Grup III : Edema berat robekan mukosa dengan expose tulang rawan.
Fraktur displaced pada CT Scan.
Grup IV : Perlukaan berat endolaringeal, bentuk laring yang tidak beraturan.
Grup V : Terputusnya laring komplit.1,2
2) Pemeriksaan Penunjang
Pemeriksaan radiologi dapat membantu menegakkan diagnosis pada trauma leher yang
mencurigakan adanya kerusakan jalan nafas terutama pada trauma tumpul ataupun yang
sudah terpasang endotrakeal tube (ETT). Pada foto dapat terlihat adanya bayangan udara
terperangkap di prevertebra dan leher bagian dalam atau peninggian/elevasi tulang hyoid
pada kasus separasi krikotrakea.1,3
Bronkoskopi merupakan alat diagnostik pilihan karena dapat menentukan letak luka,
luas luka, dan juga sekaligus sebagai penuntun untuk pemasangan ETT guna menjamin jalan
nafas. Esofagoskopi disarankan terutama pada trauma tembus. Tindakan panendoscopy dan
arteriografi disarankan dilakukan pada trauma tembus leher dengan kondisi pasien yang
stabil. Tindakan tersebut di atas selain efektif juga sensitifitasnya tinggi untuk menghindari
eksplorasi yang berlebihan.1,2,3
Pemeriksaan penunjang lain seperti pencitraan esofagus dengan kontras, computed
tomography (CT) dan MRI dapat dilakukan sesuai indikasi. CT scan telah berperan banyak
dalam penanganan trauma laring saat ini dan mampu menurunkan angka eksplorasi bedah
karena mampu mendeteksi lebih rinci dan non invasif. CT diindikasikan pada pasien dengan
kecurigaan trauma laring hanya dari anamnesis dan pemeriksaan fisik seperti pada pasien
yang hanya menunjukkan satu gejala/tanda. CT mampu mendeteksi fraktur tiroid dengan
midline displaced yang minimal namun berpengaruh dalam pembentukan fonasi. Hal ini
sangat menguntungkan pasien karena jika tidak terdeteksi akan menyebabkan gangguan
fonasi jangka panjang. CT kurang berguna pada kasus dengan indikasi pembedahan seperti
pada kartilago yang terekspose atau displaced fracture dengan laserasi mukosa diatasnya.1,2
2.5.5 Penatalaksanaan
Kewaspadaan terhadap trauma laring pada trauma leher oleh tenaga medis atau
paramedis harus dipertajam agar tidak ada kasus yang terlewatkan.
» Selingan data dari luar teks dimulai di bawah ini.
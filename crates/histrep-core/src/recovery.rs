// SPDX-License-Identifier: PolyForm-Noncommercial-1.0.0
// Copyright (c) 2025 Sylvex. All rights reserved.

//! Historical recovery workers.
//!
//! Once the plan is queued, one worker task is spawned per range. Each worker
//! pops exactly one range, reads it page by page across every active source
//! point and pushes each page onto the send queue. Workers are independent:
//! a failed read is logged, is not retried and does not affect siblings.
//! Workers are never aborted; dropping a [`RecoveryHandle`] detaches them.

use std::fmt;
use std::sync::Arc;

use futures::future::join_all;
use futures::StreamExt;
use tokio::task::JoinHandle;
use tracing::{debug, error, info};

use crate::error::HistorianResult;
use crate::historian::HistorianClient;
use crate::queue::{RangeQueue, SendQueue};
use crate::types::{PointHandle, TimeRange};

/// Default number of events per bulk read page.
pub const DEFAULT_PAGE_SIZE: usize = 100_000;

/// What a single worker did.
#[derive(Debug, Clone, PartialEq)]
pub struct RangeOutcome {
    /// The range the worker popped, if any.
    pub range: Option<TimeRange>,
    /// Pages pushed to the send queue.
    pub pages: usize,
    /// Items pushed to the send queue.
    pub items: usize,
    /// Failure message, if the worker failed.
    pub error: Option<String>,
}

impl RangeOutcome {
    /// Returns `true` if the range was read completely.
    pub fn is_success(&self) -> bool {
        self.error.is_none()
    }
}

/// Aggregate result of every worker.
#[derive(Debug, Clone, Default, PartialEq)]
pub struct RecoveryReport {
    /// Worker outcomes in spawn order.
    pub outcomes: Vec<RangeOutcome>,
}

impl RecoveryReport {
    /// Returns the number of ranges read completely.
    pub fn succeeded(&self) -> usize {
        self.outcomes.iter().filter(|o| o.is_success()).count()
    }

    /// Returns the number of failed workers.
    pub fn failed(&self) -> usize {
        self.outcomes.len() - self.succeeded()
    }

    /// Returns the number of items pushed by all workers.
    pub fn items(&self) -> usize {
        self.outcomes.iter().map(|o| o.items).sum()
    }
}

// =============================================================================
// Historical Recovery
// =============================================================================

/// Shared state for recovery workers.
pub struct HistoricalRecovery {
    source: Arc<dyn HistorianClient>,
    points: Arc<[PointHandle]>,
    ranges: Arc<RangeQueue>,
    queue: Arc<SendQueue>,
    page_size: usize,
}

impl HistoricalRecovery {
    /// Creates the recovery context.
    pub fn new(
        source: Arc<dyn HistorianClient>,
        points: Vec<PointHandle>,
        ranges: Arc<RangeQueue>,
        queue: Arc<SendQueue>,
        page_size: usize,
    ) -> Self {
        Self {
            source,
            points: points.into(),
            ranges,
            queue,
            page_size: page_size.max(1),
        }
    }

    /// Spawns one worker per queued range.
    pub fn spawn_workers(self: &Arc<Self>) -> RecoveryHandle {
        let count = self.ranges.len();
        info!(workers = count, page_size = self.page_size, "Starting historical recovery");

        let handles = (0..count)
            .map(|worker| {
                let recovery = Arc::clone(self);
                tokio::spawn(async move { recovery.run_worker(worker).await })
            })
            .collect();
        RecoveryHandle { handles }
    }

    /// Pops one range and recovers it.
    pub async fn run_worker(&self, worker: usize) -> RangeOutcome {
        let Some(range) = self.ranges.pop() else {
            error!(worker, "Recovery worker found no range to recover");
            return RangeOutcome {
                range: None,
                pages: 0,
                items: 0,
                error: Some("range queue was empty".to_string()),
            };
        };

        let mut pages = 0;
        let mut items = 0;
        let result = self.recover_range(&range, &mut pages, &mut items).await;

        match result {
            Ok(()) => {
                info!(worker, range = %range, pages, items, "Recovered range");
                RangeOutcome {
                    range: Some(range),
                    pages,
                    items,
                    error: None,
                }
            }
            Err(e) => {
                error!(
                    worker,
                    range = %range,
                    pages,
                    items,
                    code = e.code(),
                    error = %e,
                    "Failed to recover range"
                );
                RangeOutcome {
                    range: Some(range),
                    pages,
                    items,
                    error: Some(e.to_string()),
                }
            }
        }
    }

    async fn recover_range(&self, range: &TimeRange, pages: &mut usize, items: &mut usize) -> HistorianResult<()> {
        let mut stream = self
            .source
            .read_bulk(&self.points, range, self.page_size)
            .await?;

        while let Some(page) = stream.next().await {
            let page = page?;
            *items += self.queue.push_many(page);
            *pages += 1;
            debug!(range = %range, page = *pages, "Queued page");
        }
        Ok(())
    }
}

impl fmt::Debug for HistoricalRecovery {
    fn fmt(&self, f: &mut fmt::Formatter<'_>) -> fmt::Result {
        f.debug_struct("HistoricalRecovery")
            .field("source", &self.source.name())
            .field("points", &self.points.len())
            .field("ranges", &self.ranges.len())
            .field("page_size", &self.page_size)
            .finish()
    }
}

/// Handles to running recovery workers.
#[derive(Debug)]
pub struct RecoveryHandle {
    handles: Vec<JoinHandle<RangeOutcome>>,
}

impl RecoveryHandle {
    /// Returns the number of workers spawned.
    pub fn len(&self) -> usize {
        self.handles.len()
    }

    /// Returns `true` if no worker was spawned.
    pub fn is_empty(&self) -> bool {
        self.handles.is_empty()
    }

    /// Returns `true` once every worker has finished.
    pub fn is_finished(&self) -> bool {
        self.handles.iter().all(JoinHandle::is_finished)
    }

    /// Waits for every worker.
    pub async fn wait(self) -> RecoveryReport {
        let outcomes = join_all(self.handles)
            .await
            .into_iter()
            .map(|joined| {
                joined.unwrap_or_else(|e| {
                    error!(error = %e, "Recovery worker panicked");
                    RangeOutcome {
                        range: None,
                        pages: 0,
                        items: 0,
                        error: Some(e.to_string()),
                    }
                })
            })
            .collect();

        let report = RecoveryReport { outcomes };
        info!(
            succeeded = report.succeeded(),
            failed = report.failed(),
            items = report.items(),
            "Historical recovery finished"
        );
        report
    }
}

#[cfg(test)]
mod tests {
    use super::*;
    use crate::memory::InMemoryHistorian;
    use crate::planner::split_window;
    use crate::types::{PointName, SampleItem};
    use chrono::{DateTime, TimeZone, Utc};

    fn at(secs: i64) -> DateTime<Utc> {
        Utc.timestamp_opt(1_700_000_000 + secs, 0).single().unwrap()
    }

    /// Two points with one sample per second over [0, 300).
    fn source() -> (Arc<InMemoryHistorian>, Vec<PointHandle>) {
        let historian = Arc::new(InMemoryHistorian::new());
        let mut handles = Vec::new();
        for name in ["A", "B"] {
            handles.push(historian.add_point("src", PointName::new(name)));
            historian.insert_samples("src", (0..300).map(|s| SampleItem::good(name, s as f64, at(s))));
        }
        (historian, handles)
    }

    fn recovery(
        historian: Arc<InMemoryHistorian>,
        handles: Vec<PointHandle>,
        ranges: usize,
        page_size: usize,
    ) -> Arc<HistoricalRecovery> {
        let window = TimeRange::new(at(0), at(300)).unwrap();
        let queue = Arc::new(RangeQueue::new());
        queue.push_many(split_window(&window, ranges));
        Arc::new(HistoricalRecovery::new(
            historian,
            handles,
            queue,
            Arc::new(SendQueue::new()),
            page_size,
        ))
    }

    #[tokio::test]
    async fn test_one_worker_per_range() {
        let (historian, handles) = source();
        let recovery = recovery(historian, handles, 3, 1000);

        let handle = recovery.spawn_workers();
        assert_eq!(handle.len(), 3);
        let report = handle.wait().await;

        assert_eq!(report.succeeded(), 3);
        assert_eq!(report.items(), 600);
        assert_eq!(recovery.queue.len(), 600);
        assert!(recovery.ranges.is_empty());
    }

    #[tokio::test]
    async fn test_pages_are_bounded() {
        let (historian, handles) = source();
        let recovery = recovery(historian, handles, 1, 64);

        let outcome = recovery.run_worker(0).await;

        assert!(outcome.is_success());
        assert_eq!(outcome.items, 600);
        assert_eq!(outcome.pages, 10);
    }

    #[tokio::test]
    async fn test_failed_range_does_not_affect_siblings() {
        let (historian, handles) = source();
        historian.fail_reads_overlapping(TimeRange::new(at(120), at(130)).unwrap());
        let recovery = recovery(historian, handles, 3, 1000);

        let report = recovery.spawn_workers().wait().await;

        assert_eq!(report.succeeded(), 2);
        assert_eq!(report.failed(), 1);
        assert_eq!(report.items(), 400);
        let failed = report.outcomes.iter().find(|o| !o.is_success()).unwrap();
        assert_eq!(failed.range.unwrap().start(), at(100));
    }

    #[tokio::test]
    async fn test_worker_on_empty_queue() {
        let (historian, handles) = source();
        let recovery = recovery(historian, handles, 1, 1000);
        assert!(recovery.run_worker(0).await.is_success());

        let outcome = recovery.run_worker(1).await;
        assert!(outcome.range.is_none());
        assert!(!outcome.is_success());
    }
}
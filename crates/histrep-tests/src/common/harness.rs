// SPDX-License-Identifier: PolyForm-Noncommercial-1.0.0
// Copyright (c) 2025 Sylvex. All rights reserved.

//! # Test Harness
//!
//! A source and a destination [`InMemoryHistorian`] sharing the same
//! point list, plus a temp directory for the dead-letter file.

use std::path::PathBuf;
use std::sync::Arc;
use std::time::Duration;

use tempfile::TempDir;

use histrep_core::{InMemoryHistorian, PointName, Replicator, ReplicatorSettings, TimeRange};

use super::fixtures::PointFixtures;

/// Source server name used by the harness.
pub const SOURCE_SERVER: &str = "src";

/// Destination server name used by the harness.
pub const DESTINATION_SERVER: &str = "dst";

/// Two in-memory historians wired for replication tests.
pub struct ReplicationHarness {
    /// Source historian.
    pub source: Arc<InMemoryHistorian>,
    /// Destination historian.
    pub destination: Arc<InMemoryHistorian>,
    /// Configured point names.
    pub points: Vec<PointName>,
    temp_dir: TempDir,
}

impl ReplicationHarness {
    /// Create a harness where every point exists on both servers.
    pub fn new(points: &[&str]) -> Self {
        let harness = Self::empty(points);
        for name in &harness.points {
            harness.source.add_point(SOURCE_SERVER, name.clone());
            harness.destination.add_point(DESTINATION_SERVER, name.clone());
        }
        harness
    }

    /// Create a harness with both servers but no points.
    ///
    /// `points` only sets the configured list.
    pub fn empty(points: &[&str]) -> Self {
        let source = Arc::new(InMemoryHistorian::new());
        let destination = Arc::new(InMemoryHistorian::new());
        source.add_server(SOURCE_SERVER);
        destination.add_server(DESTINATION_SERVER);

        Self {
            source,
            destination,
            points: PointFixtures::names(points),
            temp_dir: super::temp_test_dir("histrep-harness"),
        }
    }

    /// Dead-letter file path inside the harness temp directory.
    pub fn dead_letter_path(&self) -> PathBuf {
        self.temp_dir.path().join("ValuesInError.txt")
    }

    /// Dead-letter file content, empty if it was never created.
    pub fn dead_letter_contents(&self) -> String {
        std::fs::read_to_string(self.dead_letter_path()).unwrap_or_default()
    }

    /// Realtime settings with short periods.
    pub fn realtime_settings(&self) -> ReplicatorSettings {
        ReplicatorSettings::realtime(SOURCE_SERVER, DESTINATION_SERVER, self.points.clone())
            .with_periods(Duration::from_millis(100), Duration::from_millis(50))
            .with_dead_letter_path(self.dead_letter_path())
    }

    /// Historical settings whose periodic ticks never fire on their own.
    pub fn historical_settings(&self, window: TimeRange) -> ReplicatorSettings {
        ReplicatorSettings::historical(
            SOURCE_SERVER,
            DESTINATION_SERVER,
            self.points.clone(),
            window,
        )
        .with_periods(Duration::from_secs(3600), Duration::from_secs(3600))
        .with_dead_letter_path(self.dead_letter_path())
    }

    /// Build a replicator over the harness historians.
    pub fn replicator(&self, settings: ReplicatorSettings) -> Replicator {
        Replicator::new(settings, self.source.clone(), self.destination.clone())
    }

    /// Archived sample count for one destination point.
    pub fn destination_count(&self, point: &str) -> usize {
        self.destination
            .samples(DESTINATION_SERVER, &PointName::new(point))
            .len()
    }
}
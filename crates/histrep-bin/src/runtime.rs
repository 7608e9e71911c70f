// SPDX-License-Identifier: PolyForm-Noncommercial-1.0.0
// Copyright (c) 2025 Sylvex. All rights reserved.

//! Replicator runtime orchestration.
//!
//! The runtime owns everything the process needs for one run:
//!
//! - Configuration and the loaded point list
//! - The historian registry used to build both clients
//! - The [`Replicator`] itself
//! - Graceful shutdown coordination

use std::path::{Path, PathBuf};
use std::sync::Arc;

use tracing::{error, info, warn};

use histrep_config::{load_config, load_points, HistrepConfig};
use histrep_core::{
    DispatchStats, HistorianClient, HistorianRegistry, PointName, RecoveryReport, Replicator,
    StartupSummary,
};

use crate::error::{BinError, BinResult};
use crate::shutdown::ShutdownCoordinator;

// =============================================================================
// RunReport
// =============================================================================

/// What one run produced.
#[derive(Debug)]
pub struct RunReport {
    /// Startup outcome.
    pub startup: StartupSummary,
    /// Historical recovery results, when recovery finished during the run.
    pub recovery: Option<RecoveryReport>,
    /// Dispatch counters at shutdown.
    pub dispatch: Option<DispatchStats>,
}

// =============================================================================
// ReplicatorRuntime
// =============================================================================

/// The main runtime that drives one replicator until shutdown.
pub struct ReplicatorRuntime {
    config: Arc<HistrepConfig>,
    points: Vec<PointName>,
    registry: HistorianRegistry,
    shutdown: ShutdownCoordinator,
    exit_when_done: bool,
}

impl ReplicatorRuntime {
    /// Creates a new runtime.
    pub fn new(config: HistrepConfig, points: Vec<PointName>, registry: HistorianRegistry) -> Self {
        Self {
            config: Arc::new(config),
            points,
            registry,
            shutdown: ShutdownCoordinator::new(),
            exit_when_done: false,
        }
    }

    /// Returns after historical recovery finishes instead of waiting for a signal.
    pub fn with_exit_when_done(mut self, enabled: bool) -> Self {
        self.exit_when_done = enabled;
        self
    }

    /// Uses an externally owned shutdown coordinator.
    pub fn with_shutdown(mut self, shutdown: ShutdownCoordinator) -> Self {
        self.shutdown = shutdown;
        self
    }

    /// Returns the shutdown coordinator.
    pub fn shutdown(&self) -> &ShutdownCoordinator {
        &self.shutdown
    }

    /// Runs until shutdown is signaled, or until recovery finishes when
    /// `exit_when_done` is set.
    pub async fn run(self) -> BinResult<RunReport> {
        info!("Starting histrep v{}", histrep_core::VERSION);

        let replicator = self.build_replicator()?;
        let startup = replicator.start().await?;
        self.log_startup(&startup);

        let recovery = self.run_main_loop(&replicator).await;

        info!("Shutdown initiated, stopping replicator...");
        replicator.stop().await?;
        let dispatch = replicator.dispatch_stats();

        if let Some(stats) = &dispatch {
            info!(
                written = stats.written,
                failed = stats.failed,
                dead_lettered = stats.dead_lettered,
                "Dispatch totals"
            );
        }
        info!("histrep shutdown complete");

        Ok(RunReport {
            startup,
            recovery,
            dispatch,
        })
    }

    fn build_replicator(&self) -> BinResult<Replicator> {
        let settings = self.config.to_settings(self.points.clone())?;

        let source = self.create_client("source", &self.config.source.historian_config())?;
        let destination =
            self.create_client("destination", &self.config.destination.historian_config())?;

        Ok(Replicator::new(settings, source, destination))
    }

    fn create_client(
        &self,
        endpoint: &str,
        config: &histrep_core::HistorianConfig,
    ) -> BinResult<Arc<dyn HistorianClient>> {
        let client = self.registry.create(config).map_err(|e| {
            BinError::init(format!(
                "Failed to create {} client for backend '{}': {}",
                endpoint, config.backend, e
            ))
        })?;
        info!(endpoint, backend = %config.backend, server = %config.server, "Historian client ready");
        Ok(client)
    }

    fn log_startup(&self, startup: &StartupSummary) {
        let report = &startup.reconcile;
        info!(
            mode = %startup.mode,
            requested = report.requested,
            mapped = startup.mapped_points,
            created = report.created.len(),
            dropped = report.dropped(),
            "histrep is running"
        );
        if let Some(plan) = &startup.plan {
            info!(ranges = plan.len(), window = %plan.window(), "Historical recovery scheduled");
        }
    }

    async fn run_main_loop(&self, replicator: &Replicator) -> Option<RecoveryReport> {
        let Some(recovery) = replicator.take_recovery() else {
            self.shutdown.wait_for_shutdown().await;
            return None;
        };

        if self.exit_when_done {
            info!(workers = recovery.len(), "Waiting for historical recovery to finish");
            return tokio::select! {
                report = recovery.wait() => {
                    log_recovery(&report);
                    Some(report)
                }
                _ = self.shutdown.wait_for_shutdown() => {
                    warn!("Shutdown requested before historical recovery finished");
                    None
                }
            };
        }

        let monitor = tokio::spawn(async move {
            let report = recovery.wait().await;
            log_recovery(&report);
            report
        });

        self.shutdown.wait_for_shutdown().await;

        if monitor.is_finished() {
            monitor.await.ok()
        } else {
            warn!("Historical recovery workers are still running");
            None
        }
    }
}

fn log_recovery(report: &RecoveryReport) {
    if report.failed() > 0 {
        error!(
            succeeded = report.succeeded(),
            failed = report.failed(),
            items = report.items(),
            "Historical recovery finished with failed ranges"
        );
    } else {
        info!(
            ranges = report.succeeded(),
            items = report.items(),
            "Historical recovery finished"
        );
    }
}

// =============================================================================
// RuntimeBuilder
// =============================================================================

/// Builder for constructing the runtime.
pub struct RuntimeBuilder {
    config_path: Option<PathBuf>,
    config: Option<HistrepConfig>,
    points: Option<Vec<PointName>>,
    registry: Option<HistorianRegistry>,
    shutdown: Option<ShutdownCoordinator>,
    exit_when_done: bool,
}

impl RuntimeBuilder {
    /// Creates a new runtime builder.
    pub fn new() -> Self {
        Self {
            config_path: None,
            config: None,
            points: None,
            registry: None,
            shutdown: None,
            exit_when_done: false,
        }
    }

    /// Sets the configuration file path.
    pub fn config_path(mut self, path: impl AsRef<Path>) -> Self {
        self.config_path = Some(path.as_ref().to_path_buf());
        self
    }

    /// Sets the configuration directly.
    pub fn config(mut self, config: HistrepConfig) -> Self {
        self.config = Some(config);
        self
    }

    /// Sets the point list directly instead of reading the points file.
    pub fn points(mut self, points: Vec<PointName>) -> Self {
        self.points = Some(points);
        self
    }

    /// Sets the historian registry; defaults to every built-in backend.
    pub fn registry(mut self, registry: HistorianRegistry) -> Self {
        self.registry = Some(registry);
        self
    }

    /// Sets the shutdown coordinator.
    pub fn shutdown(mut self, shutdown: ShutdownCoordinator) -> Self {
        self.shutdown = Some(shutdown);
        self
    }

    /// Returns after historical recovery finishes.
    pub fn exit_when_done(mut self, enabled: bool) -> Self {
        self.exit_when_done = enabled;
        self
    }

    /// Builds the runtime.
    pub fn build(self) -> BinResult<ReplicatorRuntime> {
        let config = match self.config {
            Some(cfg) => cfg,
            None => {
                let path = self
                    .config_path
                    .ok_or_else(|| BinError::config("No configuration provided"))?;

                load_config(&path).map_err(|e| {
                    BinError::from(e).with_context(format!("Failed to load config from {}", path.display()))
                })?
            }
        };

        let points = match self.points {
            Some(points) => points,
            None => load_points(&config.points.file)?,
        };

        let registry = self.registry.unwrap_or_else(HistorianRegistry::with_defaults);

        let mut runtime =
            ReplicatorRuntime::new(config, points, registry).with_exit_when_done(self.exit_when_done);
        if let Some(shutdown) = self.shutdown {
            runtime = runtime.with_shutdown(shutdown);
        }
        Ok(runtime)
    }
}

impl Default for RuntimeBuilder {
    fn default() -> Self {
        Self::new()
    }
}

// =============================================================================
// Tests
// =============================================================================

#[cfg(test)]
mod tests {
    use super::*;
    use chrono::{Duration as ChronoDuration, Utc};
    use histrep_core::DataCollectionMode;
    use std::time::Duration;

    fn memory_config(mode: DataCollectionMode, dir: &Path) -> HistrepConfig {
        let mut config = HistrepConfig::new(mode, "src", "dst", dir.join("points.txt"));
        config.source.options = serde_json::json!({ "points": ["A", "B"] });
        config.destination.options = serde_json::json!({ "points": ["A", "B"] });
        config.dispatch.send_period_ms = 20;
        config.realtime.read_period_ms = 20;
        config.dead_letter.path = dir.join("ValuesInError.txt");
        config
    }

    fn points() -> Vec<PointName> {
        vec![PointName::new("A"), PointName::new("B")]
    }

    #[test]
    fn test_runtime_builder_requires_config() {
        let result = RuntimeBuilder::new().build();
        assert!(matches!(result, Err(BinError::Configuration(_))));
    }

    #[test]
    fn test_runtime_builder_reads_points_file() {
        let dir = tempfile::tempdir().unwrap();
        std::fs::write(dir.path().join("points.txt"), "A\nB\nA\n").unwrap();

        let runtime = RuntimeBuilder::new()
            .config(memory_config(DataCollectionMode::Realtime, dir.path()))
            .build()
            .unwrap();

        assert_eq!(runtime.points, points());
    }

    #[test]
    fn test_runtime_builder_missing_points_file() {
        let dir = tempfile::tempdir().unwrap();
        let result = RuntimeBuilder::new()
            .config(memory_config(DataCollectionMode::Realtime, dir.path()))
            .build();
        assert!(matches!(result, Err(BinError::Config(_))));
    }

    #[tokio::test]
    async fn test_unknown_backend_is_initialization_error() {
        let dir = tempfile::tempdir().unwrap();
        let mut config = memory_config(DataCollectionMode::Realtime, dir.path());
        config.source.backend = "pi".to_string();

        let runtime = RuntimeBuilder::new()
            .config(config)
            .points(points())
            .build()
            .unwrap();

        let err = runtime.run().await.unwrap_err();
        assert_eq!(err.exit_code(), 3);
    }

    #[tokio::test]
    async fn test_realtime_run_until_shutdown() {
        let dir = tempfile::tempdir().unwrap();
        let runtime = RuntimeBuilder::new()
            .config(memory_config(DataCollectionMode::Realtime, dir.path()))
            .points(points())
            .build()
            .unwrap();

        let shutdown = runtime.shutdown().clone();
        tokio::spawn(async move {
            tokio::time::sleep(Duration::from_millis(100)).await;
            shutdown.initiate_shutdown();
        });

        let report = runtime.run().await.unwrap();
        assert_eq!(report.startup.mode, DataCollectionMode::Realtime);
        assert_eq!(report.startup.mapped_points, 2);
        assert!(report.recovery.is_none());
        assert!(report.dispatch.is_some());
    }

    #[tokio::test]
    async fn test_historical_run_exits_when_done() {
        let dir = tempfile::tempdir().unwrap();
        let mut config = memory_config(DataCollectionMode::Historical, dir.path());
        let end = Utc::now();
        config.historical.start = Some(end - ChronoDuration::hours(1));
        config.historical.end = Some(end);

        let runtime = RuntimeBuilder::new()
            .config(config)
            .points(points())
            .exit_when_done(true)
            .build()
            .unwrap();

        let report = tokio::time::timeout(Duration::from_secs(5), runtime.run())
            .await
            .unwrap()
            .unwrap();

        let plan = report.startup.plan.unwrap();
        assert_eq!(plan.len(), 1);
        let recovery = report.recovery.unwrap();
        assert_eq!(recovery.succeeded(), 1);
        assert_eq!(recovery.items(), 0);
    }

    #[tokio::test]
    async fn test_startup_failure_reports_core_error() {
        let dir = tempfile::tempdir().unwrap();
        let mut config = memory_config(DataCollectionMode::Realtime, dir.path());
        config.source.options = serde_json::json!({ "points": ["Z"] });

        let runtime = RuntimeBuilder::new()
            .config(config)
            .points(points())
            .build()
            .unwrap();

        match runtime.run().await {
            Err(BinError::Core(e)) => assert!(e.is_configuration()),
            other => panic!("expected reconcile failure, got {:?}", other.map(|_| ())),
        }
    }
}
Bila ada trauma laring,
luka atau jejas pada leher harus diperiksa dan diobservasi dengan seksama. Pada prinsipnya,
penatalaksanaan trauma harus sistematis dimulai dari penilaian dan pengamanan jalan nafas
agar tetap adekuat.1,2
1) Manajemen Jalan Nafas
a. Trakeostomi
Trakeostomi adalah operasi membuat jalan udara melalui leher langsung ke trakea
untuk mengatasi asfiksi apabila ada gangguan pertukaran udara pernapasan. Trakeostomi
diindikasikan untuk membebaskan obstruksi jalan napas bagian atas, melindungi trakea serta
cabang-cabangnya terhadap aspirasi dan tertimbunnya discharge bronkus, serta penanganan
terhadap penyakit (keadaan) yang mengakibatkan insufisiensi respirasi.5,6
Penatalaksanaan luka terbuka pada laring terutama ditujukan pada perbaikan saluran
nafas dan mencegah aspirasi darah ke paru. Tindakan segera yang harus dilakukan adalah
trakeostomi dengan menggunakan kanul trakea yang memakai balon, sehingga tidak terjadi
aspirasi darah. Pada trauma tumpul, tindakan pengamanan jalan nafas dengan trakeostomi
lebih cenderung dipilih dibanding dengan orotracheal tube maupun krikotiroidotomi.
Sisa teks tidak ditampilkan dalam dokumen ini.